== The data ==

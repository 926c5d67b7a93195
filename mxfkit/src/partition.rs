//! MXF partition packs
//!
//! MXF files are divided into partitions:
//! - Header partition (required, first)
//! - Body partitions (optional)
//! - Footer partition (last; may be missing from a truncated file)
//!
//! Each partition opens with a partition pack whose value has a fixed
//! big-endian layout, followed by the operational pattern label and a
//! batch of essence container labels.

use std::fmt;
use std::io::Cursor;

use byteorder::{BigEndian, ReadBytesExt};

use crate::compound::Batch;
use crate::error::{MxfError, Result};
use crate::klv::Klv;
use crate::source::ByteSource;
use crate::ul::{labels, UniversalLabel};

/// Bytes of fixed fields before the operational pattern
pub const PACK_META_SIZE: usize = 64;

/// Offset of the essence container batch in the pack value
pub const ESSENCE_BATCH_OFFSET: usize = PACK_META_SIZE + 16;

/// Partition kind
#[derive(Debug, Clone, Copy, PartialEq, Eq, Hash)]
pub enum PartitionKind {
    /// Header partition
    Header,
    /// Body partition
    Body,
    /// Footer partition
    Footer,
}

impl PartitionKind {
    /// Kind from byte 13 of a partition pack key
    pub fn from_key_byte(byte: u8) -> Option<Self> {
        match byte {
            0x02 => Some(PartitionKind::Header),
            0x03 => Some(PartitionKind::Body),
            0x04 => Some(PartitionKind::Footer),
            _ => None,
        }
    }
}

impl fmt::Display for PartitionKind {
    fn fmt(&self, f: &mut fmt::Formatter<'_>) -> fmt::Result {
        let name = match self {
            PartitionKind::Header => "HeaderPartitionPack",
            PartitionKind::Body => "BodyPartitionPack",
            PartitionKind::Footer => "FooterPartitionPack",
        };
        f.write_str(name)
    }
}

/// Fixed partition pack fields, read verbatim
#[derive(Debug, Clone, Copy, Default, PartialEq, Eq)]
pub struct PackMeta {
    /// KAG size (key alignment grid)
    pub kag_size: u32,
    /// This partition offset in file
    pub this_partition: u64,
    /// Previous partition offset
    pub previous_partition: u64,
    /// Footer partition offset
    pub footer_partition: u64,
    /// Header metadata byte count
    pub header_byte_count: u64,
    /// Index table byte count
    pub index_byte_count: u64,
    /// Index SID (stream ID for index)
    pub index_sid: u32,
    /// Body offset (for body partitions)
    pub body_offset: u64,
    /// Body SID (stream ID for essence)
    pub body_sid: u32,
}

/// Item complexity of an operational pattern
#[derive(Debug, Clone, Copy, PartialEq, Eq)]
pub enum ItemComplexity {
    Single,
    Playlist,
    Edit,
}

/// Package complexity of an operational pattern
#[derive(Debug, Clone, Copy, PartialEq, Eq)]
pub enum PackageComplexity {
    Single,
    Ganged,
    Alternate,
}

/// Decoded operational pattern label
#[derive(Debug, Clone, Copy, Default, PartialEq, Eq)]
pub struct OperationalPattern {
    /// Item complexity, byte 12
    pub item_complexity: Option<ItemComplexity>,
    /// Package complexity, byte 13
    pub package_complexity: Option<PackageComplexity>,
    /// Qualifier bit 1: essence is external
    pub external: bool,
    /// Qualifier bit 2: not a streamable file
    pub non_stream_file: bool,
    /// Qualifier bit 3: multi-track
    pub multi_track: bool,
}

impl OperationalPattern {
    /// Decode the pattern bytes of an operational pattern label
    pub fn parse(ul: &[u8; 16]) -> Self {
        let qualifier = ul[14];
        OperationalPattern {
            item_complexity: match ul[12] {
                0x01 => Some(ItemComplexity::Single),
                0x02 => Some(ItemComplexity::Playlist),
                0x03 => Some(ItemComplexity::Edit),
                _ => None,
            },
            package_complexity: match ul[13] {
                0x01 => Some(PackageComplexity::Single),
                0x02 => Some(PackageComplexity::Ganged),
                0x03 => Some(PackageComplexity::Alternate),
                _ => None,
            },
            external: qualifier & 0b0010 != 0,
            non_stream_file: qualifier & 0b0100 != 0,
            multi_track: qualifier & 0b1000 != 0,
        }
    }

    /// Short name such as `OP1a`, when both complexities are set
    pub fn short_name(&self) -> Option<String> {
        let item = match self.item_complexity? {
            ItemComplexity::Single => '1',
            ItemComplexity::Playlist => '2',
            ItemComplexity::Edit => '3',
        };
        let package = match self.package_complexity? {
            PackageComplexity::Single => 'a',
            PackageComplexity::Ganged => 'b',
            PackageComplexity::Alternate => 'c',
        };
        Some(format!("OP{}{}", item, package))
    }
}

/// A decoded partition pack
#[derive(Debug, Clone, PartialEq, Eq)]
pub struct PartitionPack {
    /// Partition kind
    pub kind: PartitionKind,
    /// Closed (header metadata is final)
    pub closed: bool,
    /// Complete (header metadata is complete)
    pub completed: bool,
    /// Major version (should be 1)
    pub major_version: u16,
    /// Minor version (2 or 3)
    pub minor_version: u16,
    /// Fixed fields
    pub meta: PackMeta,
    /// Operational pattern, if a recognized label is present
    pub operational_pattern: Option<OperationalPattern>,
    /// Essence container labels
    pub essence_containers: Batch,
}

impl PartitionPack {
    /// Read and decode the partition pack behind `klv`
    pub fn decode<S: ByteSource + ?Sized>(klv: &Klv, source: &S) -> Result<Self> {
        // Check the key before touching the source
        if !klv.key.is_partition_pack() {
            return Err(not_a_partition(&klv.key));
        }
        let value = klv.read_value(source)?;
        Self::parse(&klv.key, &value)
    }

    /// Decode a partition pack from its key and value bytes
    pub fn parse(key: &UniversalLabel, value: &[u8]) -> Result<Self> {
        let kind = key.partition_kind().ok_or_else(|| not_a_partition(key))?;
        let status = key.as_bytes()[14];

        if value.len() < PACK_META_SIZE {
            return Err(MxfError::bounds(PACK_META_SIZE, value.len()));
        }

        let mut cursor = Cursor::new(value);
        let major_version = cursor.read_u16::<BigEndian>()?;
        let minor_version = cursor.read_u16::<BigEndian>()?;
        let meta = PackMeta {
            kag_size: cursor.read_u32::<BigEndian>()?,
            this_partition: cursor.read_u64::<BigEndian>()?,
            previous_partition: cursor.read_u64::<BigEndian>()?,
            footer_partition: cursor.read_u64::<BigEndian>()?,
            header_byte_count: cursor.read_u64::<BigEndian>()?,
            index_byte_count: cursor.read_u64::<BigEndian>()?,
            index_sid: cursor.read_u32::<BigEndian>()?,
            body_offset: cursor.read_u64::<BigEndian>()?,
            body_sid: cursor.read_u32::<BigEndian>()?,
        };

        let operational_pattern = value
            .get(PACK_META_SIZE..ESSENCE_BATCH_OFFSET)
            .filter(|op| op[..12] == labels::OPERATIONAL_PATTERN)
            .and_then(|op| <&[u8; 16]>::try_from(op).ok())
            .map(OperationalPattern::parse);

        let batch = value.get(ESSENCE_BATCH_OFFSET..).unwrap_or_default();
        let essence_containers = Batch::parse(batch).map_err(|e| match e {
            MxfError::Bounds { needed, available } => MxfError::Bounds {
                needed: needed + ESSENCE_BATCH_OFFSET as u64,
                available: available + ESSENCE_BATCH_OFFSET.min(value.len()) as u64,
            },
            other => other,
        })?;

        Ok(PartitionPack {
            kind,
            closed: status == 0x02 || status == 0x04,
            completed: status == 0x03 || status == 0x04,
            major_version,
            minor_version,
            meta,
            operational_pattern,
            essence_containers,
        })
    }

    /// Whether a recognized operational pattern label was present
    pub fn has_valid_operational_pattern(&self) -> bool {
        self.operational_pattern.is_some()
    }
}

===

Write the records out again, character for character.

repository 926c5d67b7a93195
filename mxfkit/src/partition.rs
//! MXF partition packs
//!
//! MXF files are divided into partitions:
//! - Header partition (required, first)
//! - Body partitions (optional)
//! - Footer partition (last; may be missing from a truncated file)
//!
//! Each partition opens with a partition pack whose value has a fixed
//! big-endian layout, followed by the operational pattern label and a
//! batch of essence container labels.

use std::fmt;
use std::io::Cursor;

use byteorder::{BigEndian, ReadBytesExt};

use crate::compound::Batch;
use crate::error::{MxfError, Result};
use crate::klv::Klv;
use crate::source::ByteSource;
use crate::ul::{labels, UniversalLabel};

/// Bytes of fixed fields before the operational pattern
pub const PACK_META_SIZE: usize = 64;

/// Offset of the essence container batch in the pack value
pub const ESSENCE_BATCH_OFFSET: usize = PACK_META_SIZE + 16;

/// Partition kind
#[derive(Debug, Clone, Copy, PartialEq, Eq, Hash)]
pub enum PartitionKind {
    /// Header partition
    Header,
    /// Body partition
    Body,
    /// Footer partition
    Footer,
}

impl PartitionKind {
    /// Kind from byte 13 of a partition pack key
    pub fn from_key_byte(byte: u8) -> Option<Self> {
        match byte {
            0x02 => Some(PartitionKind::Header),
            0x03 => Some(PartitionKind::Body),
            0x04 => Some(PartitionKind::Footer),
            _ => None,
        }
    }
}

impl fmt::Display for PartitionKind {
    fn fmt(&self, f: &mut fmt::Formatter<'_>) -> fmt::Result {
        let name = match self {
            PartitionKind::Header => "HeaderPartitionPack",
            PartitionKind::Body => "BodyPartitionPack",
            PartitionKind::Footer => "FooterPartitionPack",
        };
        f.write_str(name)
    }
}

/// Fixed partition pack fields, read verbatim
#[derive(Debug, Clone, Copy, Default, PartialEq, Eq)]
pub struct PackMeta {
    /// KAG size (key alignment grid)
    pub kag_size: u32,
    /// This partition offset in file
    pub this_partition: u64,
    /// Previous partition offset
    pub previous_partition: u64,
    /// Footer partition offset
    pub footer_partition: u64,
    /// Header metadata byte count
    pub header_byte_count: u64,
    /// Index table byte count
    pub index_byte_count: u64,
    /// Index SID (stream ID for index)
    pub index_sid: u32,
    /// Body offset (for body partitions)
    pub body_offset: u64,
    /// Body SID (stream ID for essence)
    pub body_sid: u32,
}

/// Item complexity of an operational pattern
#[derive(Debug, Clone, Copy, PartialEq, Eq)]
pub enum ItemComplexity {
    Single,
    Playlist,
    Edit,
}

/// Package complexity of an operational pattern
#[derive(Debug, Clone, Copy, PartialEq, Eq)]
pub enum PackageComplexity {
    Single,
    Ganged,
    Alternate,
}

/// Decoded operational pattern label
#[derive(Debug, Clone, Copy, Default, PartialEq, Eq)]
pub struct OperationalPattern {
    /// Item complexity, byte 12
    pub item_complexity: Option<ItemComplexity>,
    /// Package complexity, byte 13
    pub package_complexity: Option<PackageComplexity>,
    /// Qualifier bit 1: essence is external
    pub external: bool,
    /// Qualifier bit 2: not a streamable file
    pub non_stream_file: bool,
    /// Qualifier bit 3: multi-track
    pub multi_track: bool,
}

impl OperationalPattern {
    /// Decode the pattern bytes of an operational pattern label
    pub fn parse(ul: &[u8; 16]) -> Self {
        let qualifier = ul[14];
        OperationalPattern {
            item_complexity: match ul[12] {
                0x01 => Some(ItemComplexity::Single),
                0x02 => Some(ItemComplexity::Playlist),
                0x03 => Some(ItemComplexity::Edit),
                _ => None,
            },
            package_complexity: match ul[13] {
                0x01 => Some(PackageComplexity::Single),
                0x02 => Some(PackageComplexity::Ganged),
                0x03 => Some(PackageComplexity::Alternate),
                _ => None,
            },
            external: qualifier & 0b0010 != 0,
            non_stream_file: qualifier & 0b0100 != 0,
            multi_track: qualifier & 0b1000 != 0,
        }
    }

    /// Short name such as `OP1a`, when both complexities are set
    pub fn short_name(&self) -> Option<String> {
        let item = match self.item_complexity? {
            ItemComplexity::Single => '1',
            ItemComplexity::Playlist => '2',
            ItemComplexity::Edit => '3',
        };
        let package = match self.package_complexity? {
            PackageComplexity::Single => 'a',
            PackageComplexity::Ganged => 'b',
            PackageComplexity::Alternate => 'c',
        };
        Some(format!("OP{}{}", item, package))
    }
}

/// A decoded partition pack
#[derive(Debug, Clone, PartialEq, Eq)]
pub struct PartitionPack {
    /// Partition kind
    pub kind: PartitionKind,
    /// Closed (header metadata is final)
    pub closed: bool,
    /// Complete (header metadata is complete)
    pub completed: bool,
    /// Major version (should be 1)
    pub major_version: u16,
    /// Minor version (2 or 3)
    pub minor_version: u16,
    /// Fixed fields
    pub meta: PackMeta,
    /// Operational pattern, if a recognized label is present
    pub operational_pattern: Option<OperationalPattern>,
    /// Essence container labels
    pub essence_containers: Batch,
}

impl PartitionPack {
    /// Read and decode the partition pack behind `klv`
    pub fn decode<S: ByteSource + ?Sized>(klv: &Klv, source: &S) -> Result<Self> {
        // Check the key before touching the source
        if !klv.key.is_partition_pack() {
            return Err(not_a_partition(&klv.key));
        }
        let value = klv.read_value(source)?;
        Self::parse(&klv.key, &value)
    }

    /// Decode a partition pack from its key and value bytes
    pub fn parse(key: &UniversalLabel, value: &[u8]) -> Result<Self> {
        let kind = key.partition_kind().ok_or_else(|| not_a_partition(key))?;
        let status = key.as_bytes()[14];

        if value.len() < PACK_META_SIZE {
            return Err(MxfError::bounds(PACK_META_SIZE, value.len()));
        }

        let mut cursor = Cursor::new(value);
        let major_version = cursor.read_u16::<BigEndian>()?;
        let minor_version = cursor.read_u16::<BigEndian>()?;
        let meta = PackMeta {
            kag_size: cursor.read_u32::<BigEndian>()?,
            this_partition: cursor.read_u64::<BigEndian>()?,
            previous_partition: cursor.read_u64::<BigEndian>()?,
            footer_partition: cursor.read_u64::<BigEndian>()?,
            header_byte_count: cursor.read_u64::<BigEndian>()?,
            index_byte_count: cursor.read_u64::<BigEndian>()?,
            index_sid: cursor.read_u32::<BigEndian>()?,
            body_offset: cursor.read_u64::<BigEndian>()?,
            body_sid: cursor.read_u32::<BigEndian>()?,
        };

        let operational_pattern = value
            .get(PACK_META_SIZE..ESSENCE_BATCH_OFFSET)
            .filter(|op| op[..12] == labels::OPERATIONAL_PATTERN)
            .and_then(|op| <&[u8; 16]>::try_from(op).ok())
            .map(OperationalPattern::parse);

        let batch = value.get(ESSENCE_BATCH_OFFSET..).unwrap_or_default();
        let essence_containers = Batch::parse(batch).map_err(|e| match e {
            MxfError::Bounds { needed, available } => MxfError::Bounds {
                needed: needed + ESSENCE_BATCH_OFFSET as u64,
                available: available + ESSENCE_BATCH_OFFSET.min(value.len()) as u64,
            },
            other => other,
        })?;

        Ok(PartitionPack {
            kind,
            closed: status == 0x02 || status == 0x04,
            completed: status == 0x03 || status == 0x04,
            major_version,
            minor_version,
            meta,
            operational_pattern,
            essence_containers,
        })
    }

    /// Whether a recognized operational pattern label was present
    pub fn has_valid_operational_pattern(&self) -> bool {
        self.operational_pattern.is_some()
    }
}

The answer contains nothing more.